[What to work on]
Each line in the entries that has the word "accessible" has to be copied.

[Supplied data]
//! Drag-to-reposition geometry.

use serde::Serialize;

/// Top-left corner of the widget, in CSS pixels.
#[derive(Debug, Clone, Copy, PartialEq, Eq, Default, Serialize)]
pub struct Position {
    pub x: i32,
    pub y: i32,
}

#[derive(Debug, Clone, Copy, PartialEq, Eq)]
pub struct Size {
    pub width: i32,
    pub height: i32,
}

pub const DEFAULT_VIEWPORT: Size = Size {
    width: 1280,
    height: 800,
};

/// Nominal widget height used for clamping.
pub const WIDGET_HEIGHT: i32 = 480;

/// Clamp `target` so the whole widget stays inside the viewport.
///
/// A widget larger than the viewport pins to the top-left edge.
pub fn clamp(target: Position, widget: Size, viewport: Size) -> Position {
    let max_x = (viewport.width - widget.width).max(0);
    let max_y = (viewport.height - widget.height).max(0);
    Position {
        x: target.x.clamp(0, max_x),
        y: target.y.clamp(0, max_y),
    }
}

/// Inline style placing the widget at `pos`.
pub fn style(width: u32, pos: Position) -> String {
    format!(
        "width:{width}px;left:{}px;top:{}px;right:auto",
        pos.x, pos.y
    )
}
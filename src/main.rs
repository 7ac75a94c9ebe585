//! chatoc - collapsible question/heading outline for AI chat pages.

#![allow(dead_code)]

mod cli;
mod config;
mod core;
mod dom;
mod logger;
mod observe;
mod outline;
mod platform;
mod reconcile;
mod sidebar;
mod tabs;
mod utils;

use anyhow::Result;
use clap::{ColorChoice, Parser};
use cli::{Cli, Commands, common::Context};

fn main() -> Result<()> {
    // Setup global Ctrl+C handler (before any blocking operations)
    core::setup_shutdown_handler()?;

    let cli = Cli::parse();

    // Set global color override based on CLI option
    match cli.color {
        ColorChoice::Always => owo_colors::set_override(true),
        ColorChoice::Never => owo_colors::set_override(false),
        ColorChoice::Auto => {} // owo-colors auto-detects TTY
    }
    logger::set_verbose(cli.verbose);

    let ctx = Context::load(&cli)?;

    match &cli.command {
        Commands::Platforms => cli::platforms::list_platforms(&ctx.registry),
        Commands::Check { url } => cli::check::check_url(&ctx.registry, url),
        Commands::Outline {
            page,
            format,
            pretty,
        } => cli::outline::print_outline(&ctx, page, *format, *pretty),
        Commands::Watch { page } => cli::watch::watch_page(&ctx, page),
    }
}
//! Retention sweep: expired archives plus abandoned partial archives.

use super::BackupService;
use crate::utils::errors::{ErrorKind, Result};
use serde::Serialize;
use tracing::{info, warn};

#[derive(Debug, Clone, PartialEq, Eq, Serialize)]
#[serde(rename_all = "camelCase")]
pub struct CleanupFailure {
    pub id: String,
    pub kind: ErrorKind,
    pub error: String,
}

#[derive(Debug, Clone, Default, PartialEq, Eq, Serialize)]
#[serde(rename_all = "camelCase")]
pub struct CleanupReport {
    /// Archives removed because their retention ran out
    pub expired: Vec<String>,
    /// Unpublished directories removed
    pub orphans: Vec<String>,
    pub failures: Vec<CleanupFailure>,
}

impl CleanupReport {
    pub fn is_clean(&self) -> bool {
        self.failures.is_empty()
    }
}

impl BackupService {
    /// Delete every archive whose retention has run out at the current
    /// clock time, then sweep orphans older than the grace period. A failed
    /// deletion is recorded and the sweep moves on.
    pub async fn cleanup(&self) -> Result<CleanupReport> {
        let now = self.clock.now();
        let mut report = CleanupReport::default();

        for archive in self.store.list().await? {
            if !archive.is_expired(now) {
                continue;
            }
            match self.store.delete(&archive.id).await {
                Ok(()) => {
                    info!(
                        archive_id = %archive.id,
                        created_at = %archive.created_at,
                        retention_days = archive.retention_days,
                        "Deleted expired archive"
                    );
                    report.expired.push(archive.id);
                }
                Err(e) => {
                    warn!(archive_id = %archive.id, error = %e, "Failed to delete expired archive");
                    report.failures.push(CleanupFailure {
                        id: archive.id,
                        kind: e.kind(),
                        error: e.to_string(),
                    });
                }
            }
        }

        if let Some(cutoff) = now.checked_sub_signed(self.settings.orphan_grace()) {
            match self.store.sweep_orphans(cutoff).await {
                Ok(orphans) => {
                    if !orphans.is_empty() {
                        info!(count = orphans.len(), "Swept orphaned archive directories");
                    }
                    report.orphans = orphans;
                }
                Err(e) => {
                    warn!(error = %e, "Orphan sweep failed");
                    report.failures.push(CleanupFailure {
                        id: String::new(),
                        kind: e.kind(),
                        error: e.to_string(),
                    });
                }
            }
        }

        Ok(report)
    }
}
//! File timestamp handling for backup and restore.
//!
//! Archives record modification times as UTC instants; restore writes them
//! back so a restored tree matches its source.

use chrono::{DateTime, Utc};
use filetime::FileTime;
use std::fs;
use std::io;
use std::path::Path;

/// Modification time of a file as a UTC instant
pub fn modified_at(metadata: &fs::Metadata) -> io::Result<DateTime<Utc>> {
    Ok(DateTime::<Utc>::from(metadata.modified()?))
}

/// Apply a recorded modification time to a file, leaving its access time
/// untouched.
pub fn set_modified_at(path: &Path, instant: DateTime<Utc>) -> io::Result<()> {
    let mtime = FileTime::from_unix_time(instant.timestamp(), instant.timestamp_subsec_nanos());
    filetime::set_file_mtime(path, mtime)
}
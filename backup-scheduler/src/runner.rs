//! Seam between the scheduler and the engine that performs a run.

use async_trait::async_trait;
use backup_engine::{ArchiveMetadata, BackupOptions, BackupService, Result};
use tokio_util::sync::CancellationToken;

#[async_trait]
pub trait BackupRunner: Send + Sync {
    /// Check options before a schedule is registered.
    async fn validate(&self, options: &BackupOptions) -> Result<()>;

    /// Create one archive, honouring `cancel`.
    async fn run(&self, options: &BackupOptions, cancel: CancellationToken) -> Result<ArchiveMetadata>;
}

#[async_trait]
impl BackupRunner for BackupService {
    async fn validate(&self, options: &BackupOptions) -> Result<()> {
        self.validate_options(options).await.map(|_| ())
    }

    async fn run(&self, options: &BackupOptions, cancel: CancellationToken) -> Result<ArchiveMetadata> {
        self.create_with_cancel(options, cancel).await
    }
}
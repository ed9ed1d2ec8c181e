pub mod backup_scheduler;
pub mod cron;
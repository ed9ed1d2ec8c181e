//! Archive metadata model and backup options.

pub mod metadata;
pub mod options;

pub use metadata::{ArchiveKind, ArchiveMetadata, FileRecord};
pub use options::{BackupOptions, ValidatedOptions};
* * *
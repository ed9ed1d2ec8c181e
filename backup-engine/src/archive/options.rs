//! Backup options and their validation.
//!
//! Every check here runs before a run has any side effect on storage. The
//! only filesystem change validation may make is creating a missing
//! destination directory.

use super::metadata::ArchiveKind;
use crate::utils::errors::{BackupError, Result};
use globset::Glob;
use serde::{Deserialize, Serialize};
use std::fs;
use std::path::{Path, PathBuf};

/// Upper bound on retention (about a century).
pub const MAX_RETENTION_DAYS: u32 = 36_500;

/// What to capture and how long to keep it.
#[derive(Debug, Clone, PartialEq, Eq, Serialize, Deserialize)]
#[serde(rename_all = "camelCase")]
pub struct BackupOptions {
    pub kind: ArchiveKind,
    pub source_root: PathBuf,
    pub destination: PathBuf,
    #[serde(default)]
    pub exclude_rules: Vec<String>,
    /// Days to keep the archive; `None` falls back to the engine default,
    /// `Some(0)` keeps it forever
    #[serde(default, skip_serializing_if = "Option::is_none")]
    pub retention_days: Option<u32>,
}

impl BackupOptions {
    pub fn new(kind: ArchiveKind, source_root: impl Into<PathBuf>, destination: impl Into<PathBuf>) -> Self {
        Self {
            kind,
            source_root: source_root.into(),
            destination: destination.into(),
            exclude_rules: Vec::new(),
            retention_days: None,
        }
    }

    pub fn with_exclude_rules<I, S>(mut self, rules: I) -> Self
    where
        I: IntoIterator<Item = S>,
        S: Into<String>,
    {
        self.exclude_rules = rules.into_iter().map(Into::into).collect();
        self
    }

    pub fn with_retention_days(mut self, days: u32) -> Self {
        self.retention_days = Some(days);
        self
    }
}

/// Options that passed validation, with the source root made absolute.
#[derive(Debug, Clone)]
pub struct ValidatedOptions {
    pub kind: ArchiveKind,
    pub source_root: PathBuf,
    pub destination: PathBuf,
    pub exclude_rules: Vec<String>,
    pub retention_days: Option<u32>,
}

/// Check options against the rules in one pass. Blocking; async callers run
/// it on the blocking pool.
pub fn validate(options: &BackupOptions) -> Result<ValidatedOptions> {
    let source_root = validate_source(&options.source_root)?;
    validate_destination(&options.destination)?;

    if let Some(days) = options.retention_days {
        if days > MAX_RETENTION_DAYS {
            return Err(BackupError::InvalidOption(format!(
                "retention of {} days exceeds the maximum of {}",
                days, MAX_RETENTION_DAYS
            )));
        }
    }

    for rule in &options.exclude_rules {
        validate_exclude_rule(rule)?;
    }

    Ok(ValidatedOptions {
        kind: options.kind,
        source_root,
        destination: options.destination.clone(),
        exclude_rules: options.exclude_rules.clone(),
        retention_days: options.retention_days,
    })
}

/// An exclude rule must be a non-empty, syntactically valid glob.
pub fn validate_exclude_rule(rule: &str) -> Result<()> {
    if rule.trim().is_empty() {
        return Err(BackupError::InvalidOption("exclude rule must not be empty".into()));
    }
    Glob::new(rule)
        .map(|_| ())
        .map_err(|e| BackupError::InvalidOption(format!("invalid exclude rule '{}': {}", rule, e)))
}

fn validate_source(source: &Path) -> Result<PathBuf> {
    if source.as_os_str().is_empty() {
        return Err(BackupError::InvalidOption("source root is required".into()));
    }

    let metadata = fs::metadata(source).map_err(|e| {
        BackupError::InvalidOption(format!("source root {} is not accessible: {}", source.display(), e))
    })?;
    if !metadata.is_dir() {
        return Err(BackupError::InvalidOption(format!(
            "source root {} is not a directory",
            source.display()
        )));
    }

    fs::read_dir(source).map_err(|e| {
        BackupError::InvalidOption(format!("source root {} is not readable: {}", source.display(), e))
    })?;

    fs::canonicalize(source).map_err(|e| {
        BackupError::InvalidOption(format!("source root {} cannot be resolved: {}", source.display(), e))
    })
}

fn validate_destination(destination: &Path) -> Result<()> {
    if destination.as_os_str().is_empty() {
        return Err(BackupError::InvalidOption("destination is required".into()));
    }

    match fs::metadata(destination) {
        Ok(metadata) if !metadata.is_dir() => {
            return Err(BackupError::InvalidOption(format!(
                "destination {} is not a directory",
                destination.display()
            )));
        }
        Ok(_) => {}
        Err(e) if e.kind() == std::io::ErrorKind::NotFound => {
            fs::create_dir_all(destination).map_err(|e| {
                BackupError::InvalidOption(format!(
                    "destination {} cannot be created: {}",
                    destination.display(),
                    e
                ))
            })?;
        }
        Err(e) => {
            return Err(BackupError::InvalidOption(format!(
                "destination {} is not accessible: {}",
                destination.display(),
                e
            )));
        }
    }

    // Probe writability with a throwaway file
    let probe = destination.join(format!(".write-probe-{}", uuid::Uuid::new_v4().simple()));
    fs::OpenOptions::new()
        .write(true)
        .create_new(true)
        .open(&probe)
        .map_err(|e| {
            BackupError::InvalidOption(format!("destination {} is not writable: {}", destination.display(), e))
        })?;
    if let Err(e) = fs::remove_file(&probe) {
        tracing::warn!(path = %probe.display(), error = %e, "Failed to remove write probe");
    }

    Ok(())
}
---
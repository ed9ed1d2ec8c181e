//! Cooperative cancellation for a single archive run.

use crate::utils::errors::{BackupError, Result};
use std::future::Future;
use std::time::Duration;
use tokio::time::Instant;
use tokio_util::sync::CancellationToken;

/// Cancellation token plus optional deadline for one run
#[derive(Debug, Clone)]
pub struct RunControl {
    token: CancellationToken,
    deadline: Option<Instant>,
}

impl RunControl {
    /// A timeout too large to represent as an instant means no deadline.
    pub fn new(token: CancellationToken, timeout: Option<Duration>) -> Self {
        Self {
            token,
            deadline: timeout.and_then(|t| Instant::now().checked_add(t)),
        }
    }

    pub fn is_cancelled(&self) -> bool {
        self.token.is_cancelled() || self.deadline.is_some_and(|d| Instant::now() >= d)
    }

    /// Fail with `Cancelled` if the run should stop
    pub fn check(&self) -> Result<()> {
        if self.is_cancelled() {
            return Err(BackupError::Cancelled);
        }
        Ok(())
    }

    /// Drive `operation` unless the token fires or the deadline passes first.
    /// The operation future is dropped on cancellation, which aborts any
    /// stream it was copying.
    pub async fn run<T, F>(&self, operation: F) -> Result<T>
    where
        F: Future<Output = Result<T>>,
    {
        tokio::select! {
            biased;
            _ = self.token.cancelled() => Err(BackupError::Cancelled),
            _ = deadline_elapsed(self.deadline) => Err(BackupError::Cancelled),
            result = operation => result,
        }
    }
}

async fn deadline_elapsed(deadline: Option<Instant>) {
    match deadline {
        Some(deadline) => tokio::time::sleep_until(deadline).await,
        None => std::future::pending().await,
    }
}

[Solution below]
        BackupError::InvalidOption(format!("source root {} is not accessible: {}", source.display(), e))
                "destination {} is not accessible: {}",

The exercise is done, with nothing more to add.